*Available records*.
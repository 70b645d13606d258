use chrono::NaiveDate;
use serde::{Deserialize, Serialize};
use std::path::PathBuf;

/// Stable field identifiers, matching the keys the admin front end uses.
pub mod keys {
    pub const FULL_NAME: &str = "fullName";
    pub const FIRST_NAME: &str = "firstName";
    pub const LAST_NAME: &str = "lastName";
    pub const MIDDLE_NAME: &str = "middleName";
    pub const ADDRESS: &str = "address";
    pub const DATE_OF_BIRTH: &str = "dateOfBirth";
    pub const GENDER: &str = "gender";
}

#[derive(Debug, Clone, Copy, PartialEq, Eq, Serialize, Deserialize)]
#[serde(rename_all = "lowercase")]
pub enum FieldCategory {
    Identity,
    Address,
    Personal,
}

/// A single profile field to look for in the extracted document text.
#[derive(Debug, Clone, Serialize, Deserialize)]
pub struct FieldSpec {
    pub label: String,
    pub value: String,
    pub key: String,
    pub required: bool,
    pub category: FieldCategory,
}

impl FieldSpec {
    pub fn new(
        label: &str,
        value: &str,
        key: &str,
        required: bool,
        category: FieldCategory,
    ) -> Self {
        FieldSpec {
            label: label.to_string(),
            value: value.to_string(),
            key: key.to_string(),
            required,
            category,
        }
    }
}

/// OCR result for one uploaded document image.
#[derive(Debug, Clone, Serialize, Deserialize)]
#[serde(rename_all = "camelCase")]
pub struct ImageExtraction {
    pub label: String,
    pub text: String,
    pub ocr_confidence: u32,
    pub failed: bool,
}

/// Outcome of matching one field against the combined extracted text.
#[derive(Debug, Clone, Serialize, Deserialize)]
#[serde(rename_all = "camelCase")]
pub struct FieldMatchResult {
    pub label: String,
    pub value: String,
    pub key: String,
    pub required: bool,
    pub category: FieldCategory,
    pub matched: bool,
    pub confidence: u32,
    /// Matched tokens/words, or the match type (e.g. "exact match").
    pub evidence: Vec<String>,
}

/// Per-image breakdown: which physical document carried which evidence.
#[derive(Debug, Clone, Serialize, Deserialize)]
#[serde(rename_all = "camelCase")]
pub struct ImageAnalysis {
    pub label: String,
    pub has_name: bool,
    pub has_address: bool,
    pub ocr_confidence: u32,
    pub failed: bool,
}

#[derive(Debug, Clone, Copy, PartialEq, Eq, Serialize, Deserialize)]
#[serde(rename_all = "lowercase")]
pub enum VerificationStatus {
    Verified,
    Partial,
    Failed,
}

impl std::fmt::Display for VerificationStatus {
    fn fmt(&self, f: &mut std::fmt::Formatter) -> std::fmt::Result {
        match self {
            VerificationStatus::Verified => write!(f, "verified"),
            VerificationStatus::Partial => write!(f, "partial"),
            VerificationStatus::Failed => write!(f, "failed"),
        }
    }
}

/// The final report handed back to the admin page.
#[derive(Debug, Clone, Serialize, Deserialize)]
#[serde(rename_all = "camelCase")]
pub struct VerificationReport {
    pub fields: Vec<FieldMatchResult>,
    pub identity_score: u32,
    pub address_score: u32,
    pub overall_score: u32,
    pub name_verified: bool,
    pub address_verified: bool,
    pub status: VerificationStatus,
    pub image_analysis: Vec<ImageAnalysis>,
    pub avg_ocr_confidence: u32,
    pub total_images: usize,
    pub processed_images: usize,
}

impl VerificationReport {
    /// One-line rendering for logs.
    pub fn summary(&self) -> String {
        format!(
            "status={} overall={} identity={} address={} images={}/{}",
            self.status,
            self.overall_score,
            self.identity_score,
            self.address_score,
            self.processed_images,
            self.total_images
        )
    }
}

/// Where the image bytes live; the OCR engine decides what it supports.
#[derive(Debug, Clone, Serialize, Deserialize)]
#[serde(rename_all = "camelCase")]
pub enum ImageSource {
    Path(PathBuf),
    Url(String),
    Bytes(Vec<u8>),
}

/// One uploaded identification image, as supplied by the admin page.
#[derive(Debug, Clone, Serialize, Deserialize)]
#[serde(rename_all = "camelCase")]
pub struct DocumentImage {
    pub source: ImageSource,
    pub label: String,
    pub document_type: String,
}

/// The resident's stored profile, as submitted at registration.
#[derive(Debug, Clone, Serialize, Deserialize)]
#[serde(rename_all = "camelCase")]
pub struct ResidentProfile {
    pub first_name: String,
    pub last_name: String,
    #[serde(default)]
    pub middle_name: Option<String>,
    #[serde(rename = "fullAddressParts")]
    pub address_parts: Vec<String>,
    #[serde(default)]
    pub date_of_birth: Option<NaiveDate>,
    #[serde(default)]
    pub gender: Option<String>,
}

*Task statement*.
Exactly as they appear above, output the lines of the data from the first through the one that contains "extracted document text.", and only those lines.

*Your solution*.
repository 70b645d13606d258
use chrono::NaiveDate;
use serde::{Deserialize, Serialize};
use std::path::PathBuf;

/// Stable field identifiers, matching the keys the admin front end uses.
pub mod keys {
    pub const FULL_NAME: &str = "fullName";
    pub const FIRST_NAME: &str = "firstName";
    pub const LAST_NAME: &str = "lastName";
    pub const MIDDLE_NAME: &str = "middleName";
    pub const ADDRESS: &str = "address";
    pub const DATE_OF_BIRTH: &str = "dateOfBirth";
    pub const GENDER: &str = "gender";
}

#[derive(Debug, Clone, Copy, PartialEq, Eq, Serialize, Deserialize)]
#[serde(rename_all = "lowercase")]
pub enum FieldCategory {
    Identity,
    Address,
    Personal,
}

/// A single profile field to look for in the extracted document text.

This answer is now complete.